● **Activity**:
In the data that follows, find the line with "if count >= self.config.half_open_max_calls"; transcribe it, every later line up to the one with "self.last_failure_ms.store(now_ms(), Ordering::Release);", and that line as well, exactly and with no others.

=-=-=

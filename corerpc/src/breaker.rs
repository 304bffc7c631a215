//! Circuit breaker: per-service Closed/Open/HalfOpen state machine
//! (spec.md §4.9).
//!
//! Breakers are keyed by service name and are process-global per spec.md
//! §6; `CircuitBreakerManager` is the explicit, caller-constructed
//! singleton (Design Note in spec.md §9: avoid hidden process-wide state).

use std::sync::atomic::{AtomicU32, AtomicU64, Ordering};
use std::time::Duration;

use dashmap::DashMap;

use crate::{Result, RpcError};

#[derive(Debug, Clone, Copy, PartialEq, Eq)]
pub enum CircuitState {
    Closed,
    Open,
    HalfOpen,
}

impl From<u8> for CircuitState {
    fn from(v: u8) -> Self {
        match v {
            0 => CircuitState::Closed,
            1 => CircuitState::Open,
            _ => CircuitState::HalfOpen,
        }
    }
}

impl From<CircuitState> for u8 {
    fn from(s: CircuitState) -> Self {
        match s {
            CircuitState::Closed => 0,
            CircuitState::Open => 1,
            CircuitState::HalfOpen => 2,
        }
    }
}

#[derive(Debug, Clone, Copy)]
pub struct BreakerConfig {
    pub failure_threshold: u32,
    pub recovery_timeout: Duration,
    pub half_open_max_calls: u32,
}

impl Default for BreakerConfig {
    fn default() -> Self {
        Self {
            failure_threshold: 5,
            recovery_timeout: Duration::from_secs(60),
            half_open_max_calls: 3,
        }
    }
}

fn now_ms() -> u64 {
    std::time::SystemTime::now()
        .duration_since(std::time::UNIX_EPOCH)
        .unwrap_or_default()
        .as_millis() as u64
}

/// Per-service breaker state (spec.md §3 "Circuit breaker state").
struct Breaker {
    state: AtomicU32,
    failure_count: AtomicU32,
    half_open_count: AtomicU32,
    last_failure_ms: AtomicU64,
    config: BreakerConfig,
}

impl Breaker {
    fn new(config: BreakerConfig) -> Self {
        Self {
            state: AtomicU32::new(u8::from(CircuitState::Closed) as u32),
            failure_count: AtomicU32::new(0),
            half_open_count: AtomicU32::new(0),
            last_failure_ms: AtomicU64::new(0),
            config,
        }
    }

    fn state(&self) -> CircuitState {
        CircuitState::from(self.state.load(Ordering::Acquire) as u8)
    }

    /// Returns `true` if the call should be admitted (spec.md §4.9).
    fn try_admit(&self) -> bool {
        match self.state() {
            CircuitState::Closed => true,
            CircuitState::Open => {
                let elapsed_ms = now_ms().saturating_sub(self.last_failure_ms.load(Ordering::Acquire));
                if elapsed_ms as u128 > self.config.recovery_timeout.as_millis() {
                    let prior = self.state.compare_exchange(
                        u8::from(CircuitState::Open) as u32,
                        u8::from(CircuitState::HalfOpen) as u32,
                        Ordering::AcqRel,
                        Ordering::Acquire,
                    );
                    if prior.is_ok() {
                        self.half_open_count.store(0, Ordering::Release);
                    }
                    // Whichever caller wins the CAS (or loses to another
                    // caller already in HalfOpen) is admitted.
                    true
                } else {
                    false
                }
            }
            CircuitState::HalfOpen => {
                self.half_open_count.load(Ordering::Acquire) < self.config.half_open_max_calls
            }
        }
    }

    fn record_success(&self) {
        match self.state() {
            CircuitState::Closed => {
                self.failure_count.store(0, Ordering::Release);
            }
            CircuitState::HalfOpen => {
                let count = self.half_open_count.fetch_add(1, Ordering::AcqRel) + 1;
                if count >= self.config.half_open_max_calls {
                    self.state.store(u8::from(CircuitState::Closed) as u32, Ordering::Release);
                    self.failure_count.store(0, Ordering::Release);
                    self.half_open_count.store(0, Ordering::Release);
                }
            }
            CircuitState::Open => {}
        }
    }

    fn record_failure(&self) {
        self.last_failure_ms.store(now_ms(), Ordering::Release);
        match self.state() {
            CircuitState::Closed => {
                let count = self.failure_count.fetch_add(1, Ordering::AcqRel) + 1;
                if count >= self.config.failure_threshold {
                    self.state.store(u8::from(CircuitState::Open) as u32, Ordering::Release);
                }
            }
            CircuitState::HalfOpen => {
                self.state.store(u8::from(CircuitState::Open) as u32, Ordering::Release);
                self.half_open_count.store(0, Ordering::Release);
            }
            CircuitState::Open => {}
        }
    }
}

/// Process-global (or caller-scoped) breaker registry, keyed by service
/// name (spec.md §4.9, §6).
pub struct CircuitBreakerManager {
    breakers: DashMap<String, Breaker>,
    config: BreakerConfig,
}

impl CircuitBreakerManager {
    pub fn new(config: BreakerConfig) -> Self {
        Self {
            breakers: DashMap::new(),
            config,
        }
    }

    fn entry(&self, service: &str) -> dashmap::mapref::one::Ref<'_, String, Breaker> {
        if !self.breakers.contains_key(service) {
            self.breakers
                .entry(service.to_string())
                .or_insert_with(|| Breaker::new(self.config));
        }
        self.breakers.get(service).unwrap()
    }

    /// Returns `Ok(())` if admitted, `Err(RpcError::CircuitOpen)` otherwise
    /// (spec.md §4.9).
    pub fn admit(&self, service: &str) -> Result<()> {
        if self.entry(service).try_admit() {
            Ok(())
        } else {
            Err(RpcError::CircuitOpen(service.to_string()))
        }
    }

    pub fn record_success(&self, service: &str) {
        self.entry(service).record_success();
    }

    pub fn record_failure(&self, service: &str) {
        self.entry(service).record_failure();
    }

    pub fn state_of(&self, service: &str) -> CircuitState {
        self.entry(service).state()
    }
}

impl Default for CircuitBreakerManager {
    fn default() -> Self {
        Self::new(BreakerConfig::default())
    }
}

=-=-=

● **Output**:
                if count >= self.config.half_open_max_calls {
                    self.state.store(u8::from(CircuitState::Closed) as u32, Ordering::Release);
                    self.failure_count.store(0, Ordering::Release);
                    self.half_open_count.store(0, Ordering::Release);
                }
            }
            CircuitState::Open => {}
        }
    }

    fn record_failure(&self) {
        self.last_failure_ms.store(now_ms(), Ordering::Release);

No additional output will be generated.